Ленька обернулся. Это слово, — кажется, первое за весь день — произнес белокурый молодой человек в клетчатой куртке. Бородач тоже повернул голову.
— Позвольте! Это почему же вы так выражаетесь: чепуха?!
— А потому, что вы — попросту говоря, врете!
— Вру?
— Да, врете.
— А вы что же — сомневаетесь?
— Вот именно. Сомневаюсь.
— Ах, вот как? Значит, по–вашему, выходит, — рабочие довольны большевиками?
Молодой человек молчит. Ленька видит, как на его загорелых скулах ходят, подрагивают желваки.
— Значит, я говорю, вы считаете, что рабочий народ стоит за большевиков? Так, что ли, выходит?
— Знаете что, дяденька… Идите вы к черту! — сквозь зубы говорит белокурый. И, отвернувшись, он достает из кармана кожаный кисет и начинает свертывать новую папиросу.
…Тем временем в подвал возвращаются один за другим и остальные разведчики. Никто из них ничего толком рассказать не может, но все в один голос заявляют, что восстание победило, что Советская власть в городе свергнута и что уже приступило к исполнению обязанностей какое–то новое «демократическое правительство».
— Послушайте, а что делается — там, наверху, в номерах? — спрашивает у одного из разведчиков Александра Сергеевна.
— Все в полном порядке, сударыня. Стекла выбиты, воздух чистый, за окнами, вместо соловьев, посвистывают пульки…
— А как вы считаете, — не слишком опасно будет подняться туда? У меня мальчик тяжело болен. Надо взять кое–что из гардероба…
— Гм… Не советую. А впрочем, дело вашей личной отваги.
— Мама… не ходи, — хрипит Ленька.
— Ничего, Лешенька. Посиди пять минуток. Я все–таки попробую, схожу.
— Мама, не надо, там же пули свистят!..
— Ничего, детка. Бог милостив. Как–нибудь. Я должна раздобыть хоть что–нибудь. Иначе ты окончательно простудишься.
— Давайте я схожу…
Это сказал молодой человек в клетчатом. Он вынул изо рта свой черный мундштук и без улыбки смотрит на Александру Сергеевну.
— Благодарю вас, — говорит она растроганно. — Вы очень любезны.
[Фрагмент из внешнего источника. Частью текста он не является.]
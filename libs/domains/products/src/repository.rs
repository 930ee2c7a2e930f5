use async_trait::async_trait;

use crate::error::ProductResult;
use crate::models::{OptionCreate, OptionUpdate, Product, ProductCreate, ProductUpdate};
use crate::pagination::Pageable;

/// Repository trait for Product persistence
///
/// A product and its options form one aggregate. Each write method checks
/// the aggregate's rules against the stored state and applies the change in
/// the same atomic step. Implementations assign ids to new products and new
/// options.
#[cfg_attr(test, mockall::automock)]
#[async_trait]
pub trait ProductRepository: Send + Sync {
    /// Check whether a category exists
    async fn category_exists(&self, category_id: i64) -> ProductResult<bool>;

    /// Store a new product with its initial options
    async fn insert(&self, input: ProductCreate) -> ProductResult<Product>;

    /// Get a product (with options) by ID
    async fn get_by_id(&self, id: i64) -> ProductResult<Option<Product>>;

    /// Products of one category, ordered and sliced per `pageable`, plus the
    /// total number of products in that category
    async fn find_page(
        &self,
        category_id: i64,
        pageable: &Pageable,
    ) -> ProductResult<(Vec<Product>, u64)>;

    /// Replace a product's own fields, leaving its options as stored
    async fn update(&self, id: i64, input: ProductUpdate) -> ProductResult<Product>;

    /// Append options with fresh ids
    ///
    /// Fails with `DuplicateOptionName` if a name is already taken.
    async fn add_options(
        &self,
        product_id: i64,
        inputs: Vec<OptionCreate>,
    ) -> ProductResult<Product>;

    /// See [`Product::apply_option_update`]
    async fn update_option(
        &self,
        product_id: i64,
        input: OptionUpdate,
    ) -> ProductResult<Product>;

    /// See [`Product::remove_options`]
    async fn delete_options(
        &self,
        product_id: i64,
        option_ids: &[i64],
    ) -> ProductResult<Product>;

    /// Delete a product by ID, returning whether it existed
    async fn delete(&self, id: i64) -> ProductResult<bool>;

    /// Delete all given products, or none of them if any is missing
    async fn delete_many(&self, ids: &[i64]) -> ProductResult<u64>;

    /// Check whether a product exists
    async fn exists(&self, id: i64) -> ProductResult<bool>;
}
Но ведь вам одному там все равно ничего не найти… Может быть, если вам не трудно, вы проводите меня? Все–таки мне будет не так страшно…
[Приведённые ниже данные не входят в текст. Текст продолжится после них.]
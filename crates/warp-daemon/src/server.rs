use std::sync::Arc;

use tokio::net::{TcpListener, TcpStream};
use tokio_util::sync::CancellationToken;
use tracing::{debug, error, info};

use libwarp::user::HostState;
use libwarp::{Registry, Session, SessionKind, Warp, WarpError};
use warp_protocol::mux::Mux;

use crate::config::DaemonConfig;

/// Bind and serve until ctrl-c.
pub async fn run(config: DaemonConfig) -> anyhow::Result<()> {
    let listener = TcpListener::bind(config.listen_addr).await?;
    info!(addr = %listener.local_addr()?, "warpd listening");
    let registry = Arc::new(Registry::new());

    tokio::select! {
        result = serve(listener, registry, config) => result,
        _ = tokio::signal::ctrl_c() => {
            info!("shutting down");
            Ok(())
        }
    }
}

/// Accept loop. An accept error is logged and serving continues; a
/// per-connection error terminates only that connection.
pub async fn serve(
    listener: TcpListener,
    registry: Arc<Registry>,
    config: DaemonConfig,
) -> anyhow::Result<()> {
    loop {
        match listener.accept().await {
            Ok((stream, addr)) => {
                let registry = Arc::clone(&registry);
                let config = config.clone();
                tokio::spawn(async move {
                    match handle(stream, addr.to_string(), registry, config).await {
                        Ok(()) => debug!(remote = %addr, "done handling connection"),
                        Err(e) => info!(remote = %addr, error = %e, "connection ended"),
                    }
                });
            }
            Err(e) => error!(error = %e, "accept error"),
        }
    }
}

async fn handle(
    stream: TcpStream,
    remote: String,
    registry: Arc<Registry>,
    config: DaemonConfig,
) -> Result<(), WarpError> {
    debug!(remote = %remote, "handling new connection");
    let cancel = CancellationToken::new();
    let mux = Mux::with_options(stream, config.max_frame_bytes, cancel.child_token());

    let mut session = match Session::handshake(mux, remote, cancel.clone()).await {
        Ok(session) => session,
        Err(e) => {
            cancel.cancel();
            return Err(e);
        }
    };

    let result = match session.kind {
        SessionKind::Host => handle_host(&registry, &config, &mut session).await,
        SessionKind::ShellClient => handle_client(&registry, &mut session).await,
    };
    session.teardown();
    result
}

/// A host connection creates the warp (failing if the token is taken), runs
/// its relay loop, and removes the warp once the host is gone. This removal
/// is the only path that deletes a warp.
async fn handle_host(
    registry: &Registry,
    config: &DaemonConfig,
    session: &mut Session,
) -> Result<(), WarpError> {
    let window_size = session
        .window_size
        .ok_or_else(|| WarpError::Decode("host registration missing window size".to_string()))?;
    let host = HostState::new(session.user.clone(), session.username.clone());
    let token = session.warp.clone();
    let backlog = config.client_backlog;
    let warp = registry
        .create_if_absent(&token, || Warp::new(token.clone(), window_size, host, backlog))
        .await?;
    info!(warp = %session.warp, session = %session, "warp created");

    let result = warp.run_host(session).await;

    registry.remove(&session.warp).await;
    warp.teardown();
    info!(warp = %session.warp, "warp removed");
    result
}

async fn handle_client(registry: &Registry, session: &mut Session) -> Result<(), WarpError> {
    let warp = registry.lookup(&session.warp).await?;
    warp.run_client(session).await
}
— Пожалуйста. Идемте, — говорит белокурый, поднимаясь с ящика.
…Мать уходит.
Ленька остается один, и в первый раз за этот день ему становится по–настоящему страшно. Чтобы не думать о матери, он старается внимательно слушать, о чем говорят вокруг. Но то, что он слышит, нисколько не умаляет его страха.
— Господа! Совершенно исключительные новости, — объявляет кто–то у входа в подвал. — Я только что был на улице и своими глазами видел последнюю сводку. Оказывается, восстанием охвачен не только Ярославль. Идут бои в Петрограде, в Москве, во многих городах Поволжья!
— Не может быть!..
— Я же вам говорю, своими глазами видел.
— А вы что, собственно говоря, восстание в Москве видели или сообщение об этом?
— Да… сообщение…
— Ведь вот Фомы неверные, — бормочет Ленькин сосед–бородач. Радоваться надо, а они — «чепуха» да «не может быть»…
— А что на улицах?
— На улицах еще не совсем спокойно. Постреливают. Но, по всей видимости, сопротивление большевиков уже сломлено.
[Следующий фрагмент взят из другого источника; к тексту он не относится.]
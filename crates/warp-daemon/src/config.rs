use std::net::SocketAddr;
use std::path::PathBuf;

use serde::Deserialize;

/// Daemon configuration: TOML file under the user config dir, with built-in
/// defaults and a `WARPD_ADDRESS` env override for the listen address.
#[derive(Deserialize, Debug, Clone)]
pub struct DaemonConfig {
    #[serde(default = "default_listen_addr")]
    pub listen_addr: SocketAddr,
    /// Outbound frames buffered per client before it is disconnected.
    #[serde(default = "default_client_backlog")]
    pub client_backlog: usize,
    #[serde(default = "default_max_frame_bytes")]
    pub max_frame_bytes: usize,
}

impl DaemonConfig {
    pub fn load() -> anyhow::Result<Self> {
        let config_path = Self::config_path();
        let mut config: Self = if config_path.exists() {
            let contents = std::fs::read_to_string(&config_path)?;
            toml::from_str(&contents)?
        } else {
            Self::default()
        };
        if let Ok(addr) = std::env::var("WARPD_ADDRESS") {
            config.listen_addr = addr.parse()?;
        }
        Ok(config)
    }

    pub fn config_path() -> PathBuf {
        dirs_path().join("config.toml")
    }
}

impl Default for DaemonConfig {
    fn default() -> Self {
        Self {
            listen_addr: default_listen_addr(),
            client_backlog: default_client_backlog(),
            max_frame_bytes: default_max_frame_bytes(),
        }
    }
}

fn dirs_path() -> PathBuf {
    if let Ok(config_dir) = std::env::var("XDG_CONFIG_HOME") {
        PathBuf::from(config_dir).join("warpd")
    } else if let Ok(home) = std::env::var("HOME") {
        PathBuf::from(home).join(".config").join("warpd")
    } else {
        PathBuf::from("/tmp/warpd")
    }
}

fn default_listen_addr() -> SocketAddr {
    SocketAddr::from(([127, 0, 0, 1], warp_protocol::DEFAULT_PORT))
}

fn default_client_backlog() -> usize {
    64
}

fn default_max_frame_bytes() -> usize {
    warp_protocol::codec::MAX_FRAME_BYTES
}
— Да, да, сломлено, сломлено, — бубнит Ленькин сосед, и опять у Леньки появляется желание схватить этого человека за бороду.
Минуты идут, а мать не возвращается.
За Ленькиной спиной кто–то взволнованным, дрожащим и даже всхлипывающим голосом говорит:
— Простите, но это гадко! Это ужасно! Я не могу забыть. У меня до сих пор в глазах эта сцена!..
— На войне, как на войне, уважаемый!
— Извините! Нет, извините! Это не война. Это называется иначе. Это убийство из–за угла.
— Ну, знаете, советовал бы вам все–таки выражаться поосторожнее!.. Проявление патриотических чувств народных масс называть убийством!..
— Да, да! И повторю, милостивый государь… Я старый русский интеллигент, старый земский деятель, ни малейших симпатий к большевикам не питал и не питаю, но я должен вам сказать, что это — убийство, подлое, гнусное, грязное убийство…
— Простите, о чем там речь? — спрашивает кто–то.
— Да видите ли, с председателем Ярославского исполкома Закгеймом не очень, так сказать, гуманно поступили. Казнили на улице без суда и следствия.
— Да… Казнили… Но как, как? Выволокли из квартиры на улицу, полуодетого, и зонтиками, зонтиками — по голове, по спине, по лицу… Молодые женщины, дамы, интеллигентные, миловидные…
— Эй, вы! В пенсне! Довольно вам разводить истерику! — кричит кто–то из дальнего угла.
Ленька сидит с ногами на ящике, ежится, кутается в мамино пальто и, зажмурившись, представляет себе эту страшную картину: полуодетого, сонного человека выталкивают, выволакивают на улицу, и нарядные дамы бьют и насмерть забивают его летними кружевными зонтиками…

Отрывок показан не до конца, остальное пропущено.